§ **DATA SHOWN**:
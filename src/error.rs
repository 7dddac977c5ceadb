// Error handling module
// Defines error types and HTTP response conversion

use axum::{
    http::StatusCode,
    response::{IntoResponse, Response},
    Json,
};
use serde_json::{json, Value};
use thiserror::Error;

use crate::auth::LoginError;

/// Errors that can occur while serving a request or calling Smartflo
#[derive(Error, Debug)]
pub enum ApiError {
    /// Required configuration is absent
    #[error("Configuration missing: {0}")]
    ConfigMissing(String),

    /// Could not obtain a Smartflo credential
    #[error("Smartflo authentication failed: {0}")]
    AuthAcquisitionFailed(#[from] LoginError),

    /// Smartflo rejected the request even with a freshly acquired credential
    #[error("Smartflo rejected credentials after re-authentication: {message}")]
    AuthPersistentlyRejected {
        message: String,
        payload: Option<Value>,
    },

    /// The remote call never produced a response
    #[error("Network error calling Smartflo ({kind}): {message}")]
    TransientNetworkError { kind: &'static str, message: String },

    /// Smartflo answered with a non-success status
    #[error("Smartflo API error: {status} - {message}")]
    RemoteServiceError {
        status: u16,
        message: String,
        payload: Option<Value>,
    },

    /// Smartflo answered 2xx with a body that is not JSON
    #[error("Malformed Smartflo response: {0}")]
    MalformedResponse(String),

    /// Inbound caller failed authentication
    #[error("Unauthorized: {0}")]
    Unauthorized(String),

    #[error("Not found: {0}")]
    NotFound(String),

    /// Request validation error
    #[error("Validation error: {0}")]
    ValidationError(String),

    /// Internal server error
    #[error("Internal error: {0}")]
    Internal(#[from] anyhow::Error),
}

impl ApiError {
    /// Short machine-readable kind, also used as the response `type`
    pub fn kind(&self) -> &'static str {
        match self {
            ApiError::ConfigMissing(_) => "config_missing",
            ApiError::AuthAcquisitionFailed(_) => "auth_acquisition_failed",
            ApiError::AuthPersistentlyRejected { .. } => "auth_persistently_rejected",
            ApiError::TransientNetworkError { .. } => "transient_network_error",
            ApiError::RemoteServiceError { .. } => "remote_service_error",
            ApiError::MalformedResponse(_) => "malformed_response",
            ApiError::Unauthorized(_) => "unauthorized",
            ApiError::NotFound(_) => "not_found",
            ApiError::ValidationError(_) => "validation_error",
            ApiError::Internal(_) => "internal_error",
        }
    }

    pub fn status_code(&self) -> StatusCode {
        match self {
            ApiError::ConfigMissing(_) => StatusCode::INTERNAL_SERVER_ERROR,
            ApiError::AuthAcquisitionFailed(_) => StatusCode::BAD_GATEWAY,
            ApiError::AuthPersistentlyRejected { .. } => StatusCode::BAD_GATEWAY,
            ApiError::TransientNetworkError { kind, .. } => {
                if *kind == "timeout" {
                    StatusCode::GATEWAY_TIMEOUT
                } else {
                    StatusCode::BAD_GATEWAY
                }
            }
            ApiError::RemoteServiceError { status, .. } => {
                StatusCode::from_u16(*status).unwrap_or(StatusCode::INTERNAL_SERVER_ERROR)
            }
            ApiError::MalformedResponse(_) => StatusCode::BAD_GATEWAY,
            ApiError::Unauthorized(_) => StatusCode::UNAUTHORIZED,
            ApiError::NotFound(_) => StatusCode::NOT_FOUND,
            ApiError::ValidationError(_) => StatusCode::BAD_REQUEST,
            ApiError::Internal(_) => StatusCode::INTERNAL_SERVER_ERROR,
        }
    }

    /// Original Smartflo error body, when there was one
    pub fn provider_payload(&self) -> Option<&Value> {
        match self {
            ApiError::AuthPersistentlyRejected { payload, .. }
            | ApiError::RemoteServiceError { payload, .. } => payload.as_ref(),
            _ => None,
        }
    }
}

impl IntoResponse for ApiError {
    fn into_response(self) -> Response {
        let status = self.status_code();
        let error_type = self.kind();

        let message = match &self {
            ApiError::Internal(err) => {
                // Log internal errors
                tracing::error!("Internal error: {:?}", err);
                "Internal server error".to_string()
            }
            other => {
                if status.is_server_error() {
                    tracing::error!(error_type, "{}", other);
                }
                other.to_string()
            }
        };

        let body = Json(json!({
            "success": false,
            "error": {
                "message": message,
                "type": error_type,
            },
            "providerError": self.provider_payload(),
        }));

        (status, body).into_response()
    }
}

/// Result type alias for API operations
pub type Result<T> = std::result::Result<T, ApiError>;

§ **REQUIREMENT**: In the records above, find the line containing "use crate::auth::LoginError;" and restate word for word every line from the first through that one.

§ **RESPONSE BOX**:
filename src/error.rs
repository 7dddac977c5ceadb
// Error handling module
// Defines error types and HTTP response conversion

use axum::{
    http::StatusCode,
    response::{IntoResponse, Response},
    Json,
};
use serde_json::{json, Value};
use thiserror::Error;

use crate::auth::LoginError;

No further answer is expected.